Among the lines below, some may hold the word "Result"; state how many do, giving only the number.

[Stored dataset items]
_ _ _ _

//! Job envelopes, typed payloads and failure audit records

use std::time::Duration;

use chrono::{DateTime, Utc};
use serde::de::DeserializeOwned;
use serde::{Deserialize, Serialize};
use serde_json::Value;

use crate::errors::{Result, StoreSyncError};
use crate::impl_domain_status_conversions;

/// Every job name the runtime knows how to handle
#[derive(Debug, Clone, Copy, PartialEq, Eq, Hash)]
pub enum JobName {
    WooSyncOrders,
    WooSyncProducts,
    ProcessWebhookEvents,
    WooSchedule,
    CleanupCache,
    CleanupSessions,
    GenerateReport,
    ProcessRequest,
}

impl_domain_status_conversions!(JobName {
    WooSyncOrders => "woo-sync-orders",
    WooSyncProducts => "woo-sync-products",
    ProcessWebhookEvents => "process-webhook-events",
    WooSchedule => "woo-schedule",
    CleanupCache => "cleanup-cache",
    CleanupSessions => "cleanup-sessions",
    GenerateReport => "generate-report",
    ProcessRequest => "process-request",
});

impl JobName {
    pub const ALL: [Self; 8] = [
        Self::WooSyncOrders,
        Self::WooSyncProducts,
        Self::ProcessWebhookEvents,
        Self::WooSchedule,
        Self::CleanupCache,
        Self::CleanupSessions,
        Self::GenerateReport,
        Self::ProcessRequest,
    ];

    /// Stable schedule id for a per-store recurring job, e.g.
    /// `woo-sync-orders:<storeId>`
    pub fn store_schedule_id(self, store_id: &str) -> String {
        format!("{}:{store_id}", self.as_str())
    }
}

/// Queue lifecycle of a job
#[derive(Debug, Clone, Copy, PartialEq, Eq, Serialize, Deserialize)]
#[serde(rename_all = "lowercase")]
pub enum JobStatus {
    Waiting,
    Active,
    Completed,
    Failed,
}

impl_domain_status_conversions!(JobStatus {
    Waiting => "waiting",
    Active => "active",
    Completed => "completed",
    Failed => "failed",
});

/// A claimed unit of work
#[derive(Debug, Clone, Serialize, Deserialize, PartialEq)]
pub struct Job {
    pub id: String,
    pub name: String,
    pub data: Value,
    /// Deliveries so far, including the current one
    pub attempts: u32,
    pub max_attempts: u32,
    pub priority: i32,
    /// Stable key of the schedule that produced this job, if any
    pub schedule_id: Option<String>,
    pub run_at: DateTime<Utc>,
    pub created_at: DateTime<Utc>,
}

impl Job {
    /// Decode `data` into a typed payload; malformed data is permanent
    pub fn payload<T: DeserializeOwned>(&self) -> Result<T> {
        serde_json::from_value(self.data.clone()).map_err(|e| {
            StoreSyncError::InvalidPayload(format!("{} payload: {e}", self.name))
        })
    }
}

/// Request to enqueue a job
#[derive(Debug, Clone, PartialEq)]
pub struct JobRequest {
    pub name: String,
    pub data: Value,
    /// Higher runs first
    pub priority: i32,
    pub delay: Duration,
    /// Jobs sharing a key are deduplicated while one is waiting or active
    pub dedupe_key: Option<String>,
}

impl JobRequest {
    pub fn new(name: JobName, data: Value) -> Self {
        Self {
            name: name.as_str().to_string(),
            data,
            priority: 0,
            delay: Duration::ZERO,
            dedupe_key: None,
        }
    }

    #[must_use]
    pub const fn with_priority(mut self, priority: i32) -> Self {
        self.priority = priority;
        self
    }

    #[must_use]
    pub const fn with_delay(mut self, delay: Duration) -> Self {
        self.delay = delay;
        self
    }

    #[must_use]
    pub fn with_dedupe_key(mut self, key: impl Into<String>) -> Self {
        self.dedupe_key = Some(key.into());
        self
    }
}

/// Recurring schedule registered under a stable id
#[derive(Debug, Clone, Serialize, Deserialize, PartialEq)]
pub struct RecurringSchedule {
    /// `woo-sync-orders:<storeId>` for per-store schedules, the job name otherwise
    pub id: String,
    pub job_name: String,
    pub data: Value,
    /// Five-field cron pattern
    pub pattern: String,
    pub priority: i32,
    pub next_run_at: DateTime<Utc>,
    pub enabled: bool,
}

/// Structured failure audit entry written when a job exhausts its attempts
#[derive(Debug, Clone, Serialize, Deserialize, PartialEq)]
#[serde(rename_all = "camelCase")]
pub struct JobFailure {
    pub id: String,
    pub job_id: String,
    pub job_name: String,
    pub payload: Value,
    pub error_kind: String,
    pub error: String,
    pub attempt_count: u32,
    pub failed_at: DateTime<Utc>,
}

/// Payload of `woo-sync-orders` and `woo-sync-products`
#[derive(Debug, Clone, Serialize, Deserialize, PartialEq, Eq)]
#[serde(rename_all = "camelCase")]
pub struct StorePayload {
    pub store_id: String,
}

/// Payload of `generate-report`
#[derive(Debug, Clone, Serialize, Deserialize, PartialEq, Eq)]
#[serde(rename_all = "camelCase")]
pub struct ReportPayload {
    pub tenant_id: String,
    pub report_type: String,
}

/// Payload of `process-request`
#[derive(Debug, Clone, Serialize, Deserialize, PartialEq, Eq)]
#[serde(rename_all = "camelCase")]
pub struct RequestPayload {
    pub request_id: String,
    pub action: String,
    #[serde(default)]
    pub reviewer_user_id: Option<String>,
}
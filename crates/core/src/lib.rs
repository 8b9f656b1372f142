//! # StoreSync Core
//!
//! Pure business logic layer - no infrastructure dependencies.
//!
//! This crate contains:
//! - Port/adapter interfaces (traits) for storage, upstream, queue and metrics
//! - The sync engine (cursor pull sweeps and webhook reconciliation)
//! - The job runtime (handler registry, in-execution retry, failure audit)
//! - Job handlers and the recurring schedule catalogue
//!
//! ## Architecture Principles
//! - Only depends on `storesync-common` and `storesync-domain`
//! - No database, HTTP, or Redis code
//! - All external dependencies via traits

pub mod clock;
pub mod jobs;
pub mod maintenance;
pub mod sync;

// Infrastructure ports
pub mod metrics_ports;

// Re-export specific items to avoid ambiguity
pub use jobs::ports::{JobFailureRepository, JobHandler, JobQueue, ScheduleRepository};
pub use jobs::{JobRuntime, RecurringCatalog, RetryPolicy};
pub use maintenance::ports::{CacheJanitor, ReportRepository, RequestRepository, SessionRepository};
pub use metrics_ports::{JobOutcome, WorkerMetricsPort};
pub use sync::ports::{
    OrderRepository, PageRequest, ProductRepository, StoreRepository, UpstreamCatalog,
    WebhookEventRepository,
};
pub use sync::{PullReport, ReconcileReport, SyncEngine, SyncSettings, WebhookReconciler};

_ _ _ _

- Answer for this exercise
2